### Task details
Check each line of the material. Copy those containing "that".
══ Exercise data ══
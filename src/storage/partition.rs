//! Fixed-width sequence bands and their segment names.

use crate::error::{Error, Result};
use crate::types::{NodeId, SequenceId};
use std::fmt;

/// Default band width, in sequence IDs.
pub const DEFAULT_BAND_WIDTH: u64 = 1_000_000;

/// Half-open range `[start, end)` of one originator's sequence IDs.
#[derive(Clone, Copy, PartialEq, Eq, PartialOrd, Ord, Hash)]
pub struct PartitionRange {
    pub start: SequenceId,
    pub end: SequenceId,
}

impl PartitionRange {
    pub fn new(start: SequenceId, end: SequenceId) -> Self {
        Self { start, end }
    }

    pub fn contains(&self, sequence: SequenceId) -> bool {
        sequence >= self.start && sequence < self.end
    }

    pub fn width(&self) -> u64 {
        self.end - self.start
    }

    /// The band of `band_width` that holds `sequence`.
    pub fn covering(originator: NodeId, sequence: SequenceId, band_width: u64) -> Result<Self> {
        let start = band_start(sequence, band_width);
        let end = start
            .checked_add(band_width)
            .ok_or(Error::SequenceOverflow { originator, sequence })?;
        Ok(Self { start, end })
    }
}

impl fmt::Debug for PartitionRange {
    fn fmt(&self, f: &mut fmt::Formatter<'_>) -> fmt::Result {
        write!(f, "[{}, {})", self.start, self.end)
    }
}

pub fn band_start(sequence: SequenceId, band_width: u64) -> SequenceId {
    (sequence / band_width) * band_width
}

/// Start of the band after the one holding `sequence`.
pub fn next_band_start(
    originator: NodeId,
    sequence: SequenceId,
    band_width: u64,
) -> Result<SequenceId> {
    band_start(sequence, band_width)
        .checked_add(band_width)
        .ok_or(Error::SequenceOverflow { originator, sequence })
}

/// How full the band holding `sequence` is, in `[0, 1)`.
pub fn fill_ratio(sequence: SequenceId, band_width: u64) -> f64 {
    (sequence % band_width) as f64 / band_width as f64
}

/// File name of the segment backing a partition, without extension.
pub fn segment_name(originator: NodeId, range: PartitionRange) -> String {
    format!("o{}_s{}_{}", originator, range.start, range.end)
}

/// Inverse of [`segment_name`]. Accepts an optional `.seg` extension.
pub fn parse_segment_name(name: &str) -> Option<(NodeId, PartitionRange)> {
    let name = name.strip_suffix(".seg").unwrap_or(name);
    let rest = name.strip_prefix('o')?;
    let (originator, rest) = rest.split_once("_s")?;
    let (start, end) = rest.split_once('_')?;

    let originator = originator.parse().ok()?;
    let start: u64 = start.parse().ok()?;
    let end: u64 = end.parse().ok()?;
    if start >= end {
        return None;
    }
    Some((originator, PartitionRange { start, end }))
}

/// Check that an originator's partitions form a gap-free ascending chain from zero.
pub fn validate_chain(originator: NodeId, ranges: &[PartitionRange]) -> Result<()> {
    let mut sorted = ranges.to_vec();
    sorted.sort();

    let mut expected = 0;
    for range in sorted {
        if range.start >= range.end {
            return Err(Error::Corruption(format!(
                "partition {:?} of originator {} is empty",
                range, originator
            )));
        }
        if range.start < expected {
            return Err(Error::Corruption(format!(
                "partition {:?} of originator {} overlaps its predecessor ending at {}",
                range, originator, expected
            )));
        }
        if range.start > expected {
            return Err(Error::Corruption(format!(
                "gap in partitions of originator {}: [{}, {}) is unallocated",
                originator, expected, range.start
            )));
        }
        expected = range.end;
    }
    Ok(())
}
═══
### Answer section
    /// The band of `band_width` that holds `sequence`.
/// Check that an originator's partitions form a gap-free ascending chain from zero.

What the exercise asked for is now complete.